======== RECORDS SUPPLIED ========

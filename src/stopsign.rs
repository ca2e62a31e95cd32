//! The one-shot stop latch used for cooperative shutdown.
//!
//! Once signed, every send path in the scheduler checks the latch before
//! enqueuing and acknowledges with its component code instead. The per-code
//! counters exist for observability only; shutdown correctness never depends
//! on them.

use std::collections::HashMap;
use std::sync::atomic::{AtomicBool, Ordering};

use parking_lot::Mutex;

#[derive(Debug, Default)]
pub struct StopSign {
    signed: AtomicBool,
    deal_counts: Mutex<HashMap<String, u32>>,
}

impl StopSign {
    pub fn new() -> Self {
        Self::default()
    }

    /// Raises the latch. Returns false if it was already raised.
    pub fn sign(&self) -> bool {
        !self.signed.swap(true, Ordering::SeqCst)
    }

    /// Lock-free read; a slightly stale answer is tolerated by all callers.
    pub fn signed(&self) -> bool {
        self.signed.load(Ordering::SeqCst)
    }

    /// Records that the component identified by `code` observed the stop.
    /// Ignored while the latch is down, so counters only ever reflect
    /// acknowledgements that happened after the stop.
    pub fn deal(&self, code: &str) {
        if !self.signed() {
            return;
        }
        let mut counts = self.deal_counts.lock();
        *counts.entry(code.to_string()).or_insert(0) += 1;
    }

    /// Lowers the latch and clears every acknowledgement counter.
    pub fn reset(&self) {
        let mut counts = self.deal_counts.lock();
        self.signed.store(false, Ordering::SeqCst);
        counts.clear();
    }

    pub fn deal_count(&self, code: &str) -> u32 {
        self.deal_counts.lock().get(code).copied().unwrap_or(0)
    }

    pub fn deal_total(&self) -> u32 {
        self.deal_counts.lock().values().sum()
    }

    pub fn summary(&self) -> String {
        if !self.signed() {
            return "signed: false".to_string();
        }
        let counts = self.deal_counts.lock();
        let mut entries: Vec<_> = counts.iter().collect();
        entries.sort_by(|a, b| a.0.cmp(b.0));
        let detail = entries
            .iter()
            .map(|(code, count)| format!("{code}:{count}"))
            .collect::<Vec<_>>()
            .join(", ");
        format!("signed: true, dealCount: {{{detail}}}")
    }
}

========

PROBLEM DETAILS ▸ Find "signed" in the data above. Report each line where it appears.

WRITTEN SOLUTION ▸
//! Once signed, every send path in the scheduler checks the latch before
    signed: AtomicBool,
        !self.signed.swap(true, Ordering::SeqCst)
    pub fn signed(&self) -> bool {
        self.signed.load(Ordering::SeqCst)
        if !self.signed() {
        self.signed.store(false, Ordering::SeqCst);
        if !self.signed() {
            return "signed: false".to_string();
        format!("signed: true, dealCount: {{{detail}}}")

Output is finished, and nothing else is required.